> _Task details_
The entries follow. Copy every line in which "Path" appears.
---------- Working data
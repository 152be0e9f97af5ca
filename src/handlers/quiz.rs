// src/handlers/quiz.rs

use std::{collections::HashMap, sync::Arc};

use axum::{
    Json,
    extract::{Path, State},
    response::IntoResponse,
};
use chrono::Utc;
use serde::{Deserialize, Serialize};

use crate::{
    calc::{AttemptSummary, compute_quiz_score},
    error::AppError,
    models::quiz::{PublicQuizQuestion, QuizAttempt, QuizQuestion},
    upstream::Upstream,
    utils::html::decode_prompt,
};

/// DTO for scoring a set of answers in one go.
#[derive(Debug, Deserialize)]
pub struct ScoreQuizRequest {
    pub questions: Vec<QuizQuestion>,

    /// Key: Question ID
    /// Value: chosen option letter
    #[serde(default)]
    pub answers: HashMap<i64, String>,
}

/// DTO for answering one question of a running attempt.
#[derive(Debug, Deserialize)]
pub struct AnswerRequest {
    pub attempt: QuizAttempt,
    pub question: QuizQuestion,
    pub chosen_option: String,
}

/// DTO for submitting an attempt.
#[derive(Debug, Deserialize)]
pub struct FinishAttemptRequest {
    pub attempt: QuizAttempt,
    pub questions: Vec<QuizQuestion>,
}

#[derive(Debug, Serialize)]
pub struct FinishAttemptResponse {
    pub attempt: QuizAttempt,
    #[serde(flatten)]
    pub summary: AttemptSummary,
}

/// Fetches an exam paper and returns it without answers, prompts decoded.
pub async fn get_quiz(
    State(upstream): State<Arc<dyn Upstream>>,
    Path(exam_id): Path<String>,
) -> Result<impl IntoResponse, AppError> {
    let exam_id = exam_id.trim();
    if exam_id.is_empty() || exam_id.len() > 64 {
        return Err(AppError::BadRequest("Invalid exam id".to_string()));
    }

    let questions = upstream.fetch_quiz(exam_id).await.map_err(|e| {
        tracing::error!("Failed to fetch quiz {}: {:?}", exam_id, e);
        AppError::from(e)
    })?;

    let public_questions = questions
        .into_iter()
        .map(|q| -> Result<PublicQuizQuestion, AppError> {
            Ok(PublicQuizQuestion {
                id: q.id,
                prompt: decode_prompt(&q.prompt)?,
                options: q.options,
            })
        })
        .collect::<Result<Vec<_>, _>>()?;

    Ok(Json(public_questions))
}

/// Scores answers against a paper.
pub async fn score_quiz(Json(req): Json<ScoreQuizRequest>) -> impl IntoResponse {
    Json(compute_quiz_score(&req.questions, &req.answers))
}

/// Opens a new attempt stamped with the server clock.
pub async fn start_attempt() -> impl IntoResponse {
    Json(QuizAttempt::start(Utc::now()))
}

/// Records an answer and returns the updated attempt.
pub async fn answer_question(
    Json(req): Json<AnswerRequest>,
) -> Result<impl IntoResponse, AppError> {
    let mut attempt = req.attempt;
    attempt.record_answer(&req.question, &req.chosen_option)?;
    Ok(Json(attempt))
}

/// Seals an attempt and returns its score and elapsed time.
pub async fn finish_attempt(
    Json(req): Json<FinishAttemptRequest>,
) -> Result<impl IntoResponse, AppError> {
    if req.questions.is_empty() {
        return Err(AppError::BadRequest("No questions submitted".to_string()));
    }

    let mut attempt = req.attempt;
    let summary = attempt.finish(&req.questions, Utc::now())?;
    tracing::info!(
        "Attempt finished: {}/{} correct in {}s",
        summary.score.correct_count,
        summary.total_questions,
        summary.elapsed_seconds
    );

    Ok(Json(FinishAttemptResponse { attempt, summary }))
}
--------------------
> _Result_
    extract::{Path, State},
    Path(exam_id): Path<String>,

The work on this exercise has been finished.